To find the pH of a 0.5 M ammonium chloride (NH4Cl) solution, you need to consider the hydrolysis reaction of the ammonium ion (NH4+) with water. The hydrolysis of NH4+ produces H3O+ ions, which affects the pH of the solution.
The hydrolysis reaction of NH4+ with water can be represented as follows:
NH4+ + H2O ⇌ NH3 + H3O+
The equilibrium constant for this reaction is the base dissociation constant (Kb) of ammonium ion, which is given as 1.8 × 10^-5.
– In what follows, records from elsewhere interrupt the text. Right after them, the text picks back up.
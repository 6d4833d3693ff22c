//! Pod requests (half of C4's input): typed DTO plus the domain model
//! used by the usage aggregator.

use k8s_openapi::api::core::v1::Pod as KubePod;
use serde::{Deserialize, Serialize};

use crate::core::resources::{parse_resource, ResourceVector};
use crate::error::AutoscalerError;

const DEFAULT_MEMORY_BYTES: f64 = 50.0 * 1024.0 * 1024.0; // 50 MiB

#[derive(Debug, Clone, Copy, PartialEq, Eq, Serialize, Deserialize)]
pub enum PodPhase {
    Pending,
    Running,
    Succeeded,
    Failed,
    Unknown,
}

impl PodPhase {
    pub fn is_terminal(self) -> bool {
        matches!(self, PodPhase::Succeeded | PodPhase::Failed)
    }

    fn from_str(raw: &str) -> Self {
        match raw {
            "Pending" => PodPhase::Pending,
            "Running" => PodPhase::Running,
            "Succeeded" => PodPhase::Succeeded,
            "Failed" => PodPhase::Failed,
            _ => PodPhase::Unknown,
        }
    }
}

#[derive(Debug, Clone, Default, Serialize, Deserialize, PartialEq)]
pub struct ContainerRequestDto {
    pub cpu: Option<String>,
    pub memory: Option<String>,
}

/// Schema-free pod facts lifted off the cluster API's wire object.
#[derive(Debug, Clone, Serialize, Deserialize, PartialEq)]
pub struct PodDto {
    pub name: String,
    pub phase: String,
    pub node_name: Option<String>,
    pub container_requests: Vec<ContainerRequestDto>,
}

impl PodDto {
    pub fn from_kube_pod(pod: &KubePod) -> Self {
        let name = pod.metadata.name.clone().unwrap_or_default();
        let phase = pod
            .status
            .as_ref()
            .and_then(|status| status.phase.clone())
            .unwrap_or_default();
        let node_name = pod.spec.as_ref().and_then(|spec| spec.node_name.clone());
        let container_requests = pod
            .spec
            .as_ref()
            .map(|spec| {
                spec.containers
                    .iter()
                    .map(|container| {
                        let requests = container
                            .resources
                            .as_ref()
                            .and_then(|resources| resources.requests.as_ref());
                        ContainerRequestDto {
                            cpu: requests
                                .and_then(|r| r.get("cpu"))
                                .map(|q| q.0.clone()),
                            memory: requests
                                .and_then(|r| r.get("memory"))
                                .map(|q| q.0.clone()),
                        }
                    })
                    .collect()
            })
            .unwrap_or_default();

        Self {
            name,
            phase,
            node_name,
            container_requests,
        }
    }
}

/// A pod's resolved resource demand: the sum over containers of declared
/// requests, plus the node it's bound to (if any) and its phase.
#[derive(Debug, Clone, PartialEq)]
pub struct PodRequest {
    pub name: String,
    pub node_name: Option<String>,
    pub phase: PodPhase,
    pub requests: ResourceVector,
}

/// Parses a `PodDto` into a `PodRequest`. Per container, a missing `cpu`
/// request defaults to 0 and a missing `memory` request defaults to 50
/// MiB; every pod additionally counts as `pods: 1` regardless of phase
/// (terminal pods are dropped by the caller, not here, since this
/// function has no opinion on aggregation).
pub fn parse_pod(dto: &PodDto) -> Result<PodRequest, AutoscalerError> {
    let mut requests = ResourceVector::new();
    requests.set("pods", 1.0);

    for container in &dto.container_requests {
        let cpu = match &container.cpu {
            Some(raw) => parse_resource(raw)?,
            None => 0.0,
        };
        let memory = match &container.memory {
            Some(raw) => parse_resource(raw)?,
            None => DEFAULT_MEMORY_BYTES,
        };
        requests.add("cpu", cpu);
        requests.add("memory", memory);
    }

    Ok(PodRequest {
        name: dto.name.clone(),
        node_name: dto.node_name.clone(),
        phase: PodPhase::from_str(&dto.phase),
        requests,
    })
}

#[cfg(test)]
mod tests {
    use super::*;

    fn container(cpu: Option<&str>, memory: Option<&str>) -> ContainerRequestDto {
        ContainerRequestDto {
            cpu: cpu.map(str::to_string),
            memory: memory.map(str::to_string),
        }
    }

    #[test]
    fn default_memory_when_unspecified() {
        let dto = PodDto {
            name: "p1".to_string(),
            phase: "Running".to_string(),
            node_name: Some("n1".to_string()),
            container_requests: vec![container(Some("1m"), None)],
        };
        let pod = parse_pod(&dto).unwrap();
        assert_eq!(pod.requests.cpu(), 0.001);
        assert_eq!(pod.requests.memory(), DEFAULT_MEMORY_BYTES);
        assert_eq!(pod.requests.pods(), 1.0);
    }

    #[test]
    fn sums_multiple_containers() {
        let dto = PodDto {
            name: "p1".to_string(),
            phase: "Running".to_string(),
            node_name: None,
            container_requests: vec![
                container(Some("1"), Some("1Gi")),
                container(Some("500m"), Some("512Mi")),
            ],
        };
        let pod = parse_pod(&dto).unwrap();
        assert_eq!(pod.requests.cpu(), 1.5);
        assert_eq!(
            pod.requests.memory(),
            1024f64.powi(3) + 512.0 * 1024f64.powi(2)
        );
    }

    #[test]
    fn terminal_phases_are_recognized() {
        assert!(PodPhase::from_str("Succeeded").is_terminal());
        assert!(PodPhase::from_str("Failed").is_terminal());
        assert!(!PodPhase::from_str("Running").is_terminal());
        assert!(!PodPhase::from_str("Pending").is_terminal());
    }
}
Now, let's set up an ICE (Initial, Change, Equilibrium) table to calculate the concentrations of the species involved:
NH4+ + H2O ⇌ NH3 + H3O+ I 0.5 M 0 M 0 M C -x +x +x E 0.5-x x x
Since the initial concentration of NH4+ is 0.5 M and the change is -x, the equilibrium concentration is (0.5 - x) M.
Since Kb is given, we can write the Kb expression:
Kb = [NH3][H3O+] / [NH4+]
Kb = x * x / (0.5 - x)
As Kb is a small value, we can assume that x is negligible compared to 0.5. Therefore, we can approximate 0.5 - x as 0.5.
Kb = x * x / (0.5)
1.8 × 10^-5 = x^2 / (0.5)
x^2 = (1.8 × 10^-5) * (0.5) x^2 = 9 × 10^-6
Taking the square root of both sides:
x ≈ 3 × 10^-3
Since we approximated 0.5 - x as 0.5, the concentration of H3O+ is approximately 3 × 10^-3 M.
To find the pH, we can use the formula:
pH = -log10[H3O+]
pH = -log10(3 × 10^-3) pH ≈ -log10(3) + log10(10^-3) pH ≈ -0.4771 + 3 pH ≈ 2.5229
Therefore, the pH of a 0.5 M ammonium chloride (NH4Cl) solution is approximately 2.52.